> [Task item]: Whenever a line in the material below includes "TableSchema", copy that line.

★ ★ ★ ★ ★ ★ ★

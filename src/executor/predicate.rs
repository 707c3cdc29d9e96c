use crate::{
    planner::logical_plan::Literal,
    storage::schema::TableSchema,
    types::{error::DatabaseError, row::Row, value::Value},
};

/// Which columns a SELECT returns
#[derive(Debug, Clone, PartialEq, Eq)]
pub enum Projection {
    All,
    Columns(Vec<String>),
}

impl Projection {
    pub fn columns<I, S>(names: I) -> Self
    where
        I: IntoIterator<Item = S>,
        S: Into<String>,
    {
        Projection::Columns(names.into_iter().map(Into::into).collect())
    }

    /// Column positions to emit, in output order
    pub fn resolve(&self, schema: &TableSchema) -> Result<Vec<usize>, DatabaseError> {
        match self {
            Projection::All => Ok((0..schema.columns.len()).collect()),
            Projection::Columns(names) => names
                .iter()
                .map(|name| schema.require_column_index(name))
                .collect(),
        }
    }
}

/// Single equality test `column = value`, the only predicate the engine knows
#[derive(Debug, Clone, PartialEq, Eq)]
pub struct Predicate {
    pub column_name: String,
    pub value: Literal,
}

impl Predicate {
    /// Create an equality predicate
    pub fn eq(column_name: impl Into<String>, value: impl Into<Literal>) -> Self {
        Self {
            column_name: column_name.into(),
            value: value.into(),
        }
    }

    /// Resolve the column and cast the literal to its type
    pub fn bind(&self, schema: &TableSchema) -> Result<BoundPredicate, DatabaseError> {
        let column_index = schema.require_column_index(&self.column_name)?;
        let value = self.value.to_value(&schema.columns[column_index])?;
        Ok(BoundPredicate {
            column_index,
            value,
            indexed: schema.columns[column_index].is_indexed(),
        })
    }
}

/// A predicate checked against a schema
#[derive(Debug, Clone, PartialEq, Eq)]
pub struct BoundPredicate {
    pub column_index: usize,
    pub value: Value,
    /// Whether the column has an equality index
    pub indexed: bool,
}

impl BoundPredicate {
    pub fn matches(&self, row: &Row) -> bool {
        row.get_value(self.column_index) == Some(&self.value)
    }

    /// Key to probe the index with, if the column is indexed
    pub fn index_key(&self) -> Option<u64> {
        if self.indexed { self.value.as_int() } else { None }
    }
}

★ ★ ★ ★ ★ ★ ★

> [The completed task]:
    storage::schema::TableSchema,
    pub fn resolve(&self, schema: &TableSchema) -> Result<Vec<usize>, DatabaseError> {
    pub fn bind(&self, schema: &TableSchema) -> Result<BoundPredicate, DatabaseError> {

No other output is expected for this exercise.